→ **DIRECTIONS FOR THIS TASK**
Your task is to repeat exactly the lines below between the line holding "Y, Z (радианы)" and the line holding "pub fn asset(&self)", inclusive, and only those.

→ **INPUT FOR THIS TASK**
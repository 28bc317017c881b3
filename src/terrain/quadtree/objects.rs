// ============================================
// Objects - Модели и мобильные компоненты на террейне
// ============================================
// Узел хранит только id. Кэш "текущий узел" у записи
// меняет исключительно контейнер (QuadTree).

use ultraviolet::{Mat4, Vec3};

use crate::render::{FrameContext, ModelRenderer};
use super::node::NodeId;

/// Хэндл размещённой модели
#[derive(Clone, Copy, Debug, PartialEq, Eq, Hash, PartialOrd, Ord)]
pub struct ModelId(pub(crate) u64);

/// Хэндл мобильного компонента
#[derive(Clone, Copy, Debug, PartialEq, Eq, Hash, PartialOrd, Ord)]
pub struct ComponentId(pub(crate) u64);

/// Статичная модель, стоящая на террейне
#[derive(Debug, Clone)]
pub struct ModelPlacement<A> {
    pub(crate) asset: A,
    /// Y == 0.0 означает "ещё не поставлена": при вставке берётся высота террейна
    pub(crate) position: Vec3,
    pub(crate) scale: f32,
    /// Углы поворота вокруг X, Y, Z (радианы)
    pub(crate) rotation: Vec3,
    pub(crate) node: Option<NodeId>,
}

impl<A> ModelPlacement<A> {
    pub(crate) fn new(asset: A, position: Vec3, scale: f32, rotation: Vec3) -> Self {
        Self {
            asset,
            position,
            scale,
            rotation,
            node: None,
        }
    }

    pub fn asset(&self) -> &A {
        &self.asset
    }

    pub fn position(&self) -> Vec3 {
        self.position
    }

    pub fn scale(&self) -> f32 {
        self.scale
    }

    pub fn rotation(&self) -> Vec3 {
        self.rotation
    }

    pub fn set_rotation(&mut self, rotation: Vec3) {
        self.rotation = rotation;
    }

    /// Узел, который сейчас хранит модель
    pub fn node(&self) -> Option<NodeId> {
        self.node
    }

    /// Мировая матрица: масштаб, поворот X, Z, Y, перенос
    pub fn world_matrix(&self) -> Mat4 {
        Mat4::from_translation(self.position)
            * Mat4::from_rotation_y(self.rotation.y)
            * Mat4::from_rotation_z(self.rotation.z)
            * Mat4::from_rotation_x(self.rotation.x)
            * Mat4::from_scale(self.scale)
    }
}

/// Объект, который обновляется каждый кадр (например игрок).
/// Сам себя между узлами не переносит: после изменения позиции
/// контейнер переселяет его (QuadTree::move_component / update).
pub trait TerrainComponent<A> {
    fn position(&self) -> Vec3;

    fn set_position(&mut self, position: Vec3);

    /// Загрузка ресурсов (QuadTree::load_content)
    fn load(&mut self) {}

    fn unload(&mut self) {}

    fn update(&mut self, _dt: f32) {}

    /// Вызывается только если узел компонента был нарисован в этом кадре
    fn draw(&self, _renderer: &mut dyn ModelRenderer<A>, _frame: &FrameContext) {}
}

/// Запись компонента в реестре контейнера
pub(crate) struct ComponentSlot<A> {
    pub component: Box<dyn TerrainComponent<A>>,
    pub node: Option<NodeId>,
}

→ **COMPLETED TASK**
    /// Углы поворота вокруг X, Y, Z (радианы)
    pub(crate) rotation: Vec3,
    pub(crate) node: Option<NodeId>,
}

impl<A> ModelPlacement<A> {
    pub(crate) fn new(asset: A, position: Vec3, scale: f32, rotation: Vec3) -> Self {
        Self {
            asset,
            position,
            scale,
            rotation,
            node: None,
        }
    }

    pub fn asset(&self) -> &A {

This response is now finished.